Records for the task
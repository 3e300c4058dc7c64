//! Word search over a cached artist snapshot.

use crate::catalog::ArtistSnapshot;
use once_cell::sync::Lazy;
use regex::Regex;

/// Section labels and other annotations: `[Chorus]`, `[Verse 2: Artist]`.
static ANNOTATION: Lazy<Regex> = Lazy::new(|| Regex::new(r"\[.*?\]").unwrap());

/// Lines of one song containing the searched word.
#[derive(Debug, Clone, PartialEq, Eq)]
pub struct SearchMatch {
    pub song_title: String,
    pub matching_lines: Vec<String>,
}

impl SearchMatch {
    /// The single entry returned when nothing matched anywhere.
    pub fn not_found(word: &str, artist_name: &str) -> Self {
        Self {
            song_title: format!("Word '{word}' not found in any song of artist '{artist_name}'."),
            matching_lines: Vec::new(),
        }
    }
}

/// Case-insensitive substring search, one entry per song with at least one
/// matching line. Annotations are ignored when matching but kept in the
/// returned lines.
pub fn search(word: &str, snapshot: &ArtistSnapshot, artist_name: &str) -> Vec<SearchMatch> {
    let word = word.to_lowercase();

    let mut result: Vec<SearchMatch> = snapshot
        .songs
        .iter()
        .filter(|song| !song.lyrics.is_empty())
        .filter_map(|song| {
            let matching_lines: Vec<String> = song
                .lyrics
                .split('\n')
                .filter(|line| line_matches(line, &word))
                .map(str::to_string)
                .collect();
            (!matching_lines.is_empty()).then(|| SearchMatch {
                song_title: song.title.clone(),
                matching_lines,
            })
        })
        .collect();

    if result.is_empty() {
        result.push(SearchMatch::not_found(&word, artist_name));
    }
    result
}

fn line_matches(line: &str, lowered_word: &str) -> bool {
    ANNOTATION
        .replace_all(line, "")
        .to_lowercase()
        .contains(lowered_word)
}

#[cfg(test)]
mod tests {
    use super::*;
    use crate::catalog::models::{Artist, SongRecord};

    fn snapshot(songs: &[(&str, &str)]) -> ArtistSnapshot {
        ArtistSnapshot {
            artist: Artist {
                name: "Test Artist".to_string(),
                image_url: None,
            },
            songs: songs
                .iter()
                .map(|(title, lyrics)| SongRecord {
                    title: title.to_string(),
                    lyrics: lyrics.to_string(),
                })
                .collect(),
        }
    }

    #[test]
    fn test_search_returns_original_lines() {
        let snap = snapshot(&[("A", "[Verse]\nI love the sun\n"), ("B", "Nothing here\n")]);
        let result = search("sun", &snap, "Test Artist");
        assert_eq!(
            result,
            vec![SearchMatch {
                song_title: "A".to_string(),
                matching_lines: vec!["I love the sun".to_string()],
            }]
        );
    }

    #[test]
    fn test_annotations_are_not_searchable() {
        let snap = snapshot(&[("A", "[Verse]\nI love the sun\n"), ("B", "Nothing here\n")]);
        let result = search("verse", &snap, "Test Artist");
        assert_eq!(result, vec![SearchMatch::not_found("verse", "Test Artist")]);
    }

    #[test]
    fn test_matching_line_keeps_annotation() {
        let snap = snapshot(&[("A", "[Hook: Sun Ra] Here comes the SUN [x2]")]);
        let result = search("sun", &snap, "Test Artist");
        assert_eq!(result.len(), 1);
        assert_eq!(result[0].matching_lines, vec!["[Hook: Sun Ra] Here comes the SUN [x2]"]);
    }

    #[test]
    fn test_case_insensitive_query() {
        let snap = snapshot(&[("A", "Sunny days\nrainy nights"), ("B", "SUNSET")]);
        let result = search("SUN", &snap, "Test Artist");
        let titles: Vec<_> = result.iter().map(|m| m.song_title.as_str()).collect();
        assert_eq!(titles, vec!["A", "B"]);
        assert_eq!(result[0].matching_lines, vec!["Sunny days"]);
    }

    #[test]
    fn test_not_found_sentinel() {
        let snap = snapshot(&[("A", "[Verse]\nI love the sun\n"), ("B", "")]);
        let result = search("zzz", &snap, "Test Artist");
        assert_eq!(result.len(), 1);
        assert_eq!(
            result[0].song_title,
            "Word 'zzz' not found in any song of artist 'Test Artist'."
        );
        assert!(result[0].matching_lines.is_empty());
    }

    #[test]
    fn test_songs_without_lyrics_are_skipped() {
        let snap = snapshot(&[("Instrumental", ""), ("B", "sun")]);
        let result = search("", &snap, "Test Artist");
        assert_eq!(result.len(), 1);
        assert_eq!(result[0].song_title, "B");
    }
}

What the task requires
Scan the listing above and copy all lines containing the word "Self".

Output below
    pub fn not_found(word: &str, artist_name: &str) -> Self {
        Self {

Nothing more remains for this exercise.